In [ ]:
import warnings
import pandas as pd 
import numpy as np 

warnings.filterwarnings('ignore')

import pandas as pd

# === 2.1 Association rules from frequent itemsets ===

url = "https://raw.githubusercontent.com/dbdmg/data-science-lab/master/datasets/online_retail.csv"
df = pd.read_csv(url)
df.shape
In [ ]:
# Remove rows where InvoiceNo starts with 'C' (cancelled purchases)
df = df[~df['InvoiceNo'].astype(str).str.startswith('C')]
df.shape
In [ ]:
### OPTION 1 ### 
invoices = {}

for _, row in df.iterrows(): 
    invoice_no = row['InvoiceNo']
    description = row['Description']

    if invoice_no not in invoices: 
        invoices[invoice_no] = set()

    invoices[invoice_no].add(description)

print(len(invoices))
In [ ]:
from collections import defaultdict

# Create a defaultdict where each key maps to an empty set by default
invoices = defaultdict(set)

# Loop over the DataFrame rows
for _, row in df.iterrows():
    invoices[row['InvoiceNo']].add(row['Description'])

print(len(invoices))
In [ ]:
invoices = (
    df.groupby('InvoiceNo')['Description'].apply(lambda x: set(x.dropna()))
      .to_dict()
)

print(len(invoices))
In [ ]:
invoices
In [ ]:
# Colletion of unique item 

all_items_set = set() #duplicates are discarded 
for items in invoices.values(): #iterate over the dictionary 
    all_items_set.update(items) #insert the element on the set 
len(all_items_set)

all_items = sorted(list(all_items_set)) #conversion to a list and order them 
In [ ]:
len(all_items)
In [ ]:
## OPTION 1 EXTENDED ## 
import numpy as np 

invoice_sets = list(invoices.values())

# Step 2: create an empty list to hold each invoice's row
presence_rows = []

# Step 3: loop through each invoice
for invoice in invoice_sets:
    # for each invoice, create a list to hold the 0/1 indicators
    row = []

    # Step 4: loop through each item in all_items
    for item in all_items:
        # if the item is in the current invoice, append 1, else 0
        if item in invoice:
            row.append(1)
        else:
            row.append(0)
    
    # Step 5: after building the row, append it to the list of rows
    presence_rows.append(row)

# Step 6: convert the list of lists into a NumPy array
presence_matrix = np.array(presence_rows, dtype=int)

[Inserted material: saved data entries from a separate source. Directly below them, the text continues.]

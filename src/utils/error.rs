// Error handling utilities
// Author: Gabriel Demetrios Lafis

use thiserror::Error;

use crate::data::DataError;
use crate::processing::ProcessingError;

/// Application error type
#[derive(Debug, Error)]
pub enum AppError {
    #[error("Data error: {0}")]
    Data(#[from] DataError),

    #[error("Processing error: {0}")]
    Processing(#[from] ProcessingError),

    #[error("Configuration error: {0}")]
    Config(String),

    #[error("IO error: {0}")]
    Io(#[from] std::io::Error),
}

/// Result type alias for AppError
pub type AppResult<T> = Result<T, AppError>;
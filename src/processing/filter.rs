// Filter stage for the record pipeline
// Author: Gabriel Demetrios Lafis

use crate::data::UserRecord;
use super::{Stage, StageType};

/// Boxed record predicate
pub type Predicate = Box<dyn Fn(&UserRecord) -> bool + Send + Sync>;

/// Check whether a gamer tag has a space somewhere after its first character
///
/// Only the first space is looked at: a tag that starts with a space is
/// rejected even when it contains more spaces later on.
pub fn has_space(user: &UserRecord) -> bool {
    user.gamer_tag().find(' ').map_or(false, |index| index > 0)
}

/// Keep records matching a predicate
pub struct FilterStage {
    name: String,
    predicate: Predicate,
}

impl FilterStage {
    /// Create a new filter stage with a predicate function
    pub fn new<F>(name: &str, predicate: F) -> Self
    where
        F: Fn(&UserRecord) -> bool + Send + Sync + 'static,
    {
        FilterStage {
            name: name.to_string(),
            predicate: Box::new(predicate),
        }
    }

    /// Create a filter that keeps records whose gamer tag has an inner space
    pub fn has_space() -> Self {
        Self::new("has_space", has_space)
    }

    /// Create a filter that keeps records whose gamer tag contains a substring
    pub fn tag_contains(substring: &str) -> Self {
        let substring = substring.to_string();
        Self::new(
            &format!("tag_contains_{}", substring),
            move |user| user.gamer_tag().contains(&substring),
        )
    }

    /// Evaluate the predicate for a record
    pub fn matches(&self, user: &UserRecord) -> bool {
        (self.predicate)(user)
    }
}

impl Stage for FilterStage {
    fn name(&self) -> &str {
        &self.name
    }

    fn stage_type(&self) -> StageType {
        StageType::Filter
    }
}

# Step 7: display the matrix
print("Presence matrix:\n", presence_matrix)
In [ ]:
## OPTION 1 ## 
presence_matrix = np.array(
    [[int(item in invoice) for item in all_items] for invoice in invoice_sets],
    dtype=int
)

presence_matrix
In [ ]:
### OPTION 2 EXTENDED ### 

# Step 2: map each item to its column index
item_index = {}
for i, item in enumerate(all_items):
    item_index[item] = i
print("Item index mapping:", item_index)

# Step 3: initialize an empty matrix of zeros
n_invoices = len(invoices)
n_items = len(all_items)
presence_matrix = np.zeros((n_invoices, n_items), dtype=int)
print("\nInitial matrix of zeros:\n", presence_matrix)

# Step 4: fill in the matrix
for i, (invoice_name, invoice_items) in enumerate(invoices.items()):
    print(f"\nProcessing {invoice_name} with items:", invoice_items)
    
    # loop through all items in this invoice
    for item in invoice_items:
        if item in item_index:
            j = item_index[item]  # column index for this item
            presence_matrix[i, j] = 1  # mark presence as 1
            print(f"  -> Marking presence_matrix[{i}, {j}] = 1 for item '{item}'")

# Step 5: display the completed matrix
print("\nFinal presence matrix:\n", presence_matrix)
In [ ]:
# Map each item to its column index
item_index = {item: i for i, item in enumerate(all_items)} # which column corresponds to each product 

# Initialize an empty 0/1 matrix
presence_matrix = np.zeros((len(invoices), len(all_items)), dtype=int) # create a numpy array of zeros with N(invoices) rows and M(products) columns

# Fill it in
for i, invoice in enumerate(invoices.values()): #iterate over each invoice's set of items keeping track of the invoioce's row index i
    cols = [item_index[item] for item in invoice if item in item_index]
    presence_matrix[i, cols] = 1

presence_matrix
In [ ]:
df = pd.DataFrame(data=presence_matrix, columns=all_items)
df
In [ ]:
import warnings
warnings.filterwarnings('ignore')

from mlxtend.frequent_patterns import fpgrowth

list_of_minsup = [0.5, 0.1, 0.05, 0.02, 0.01]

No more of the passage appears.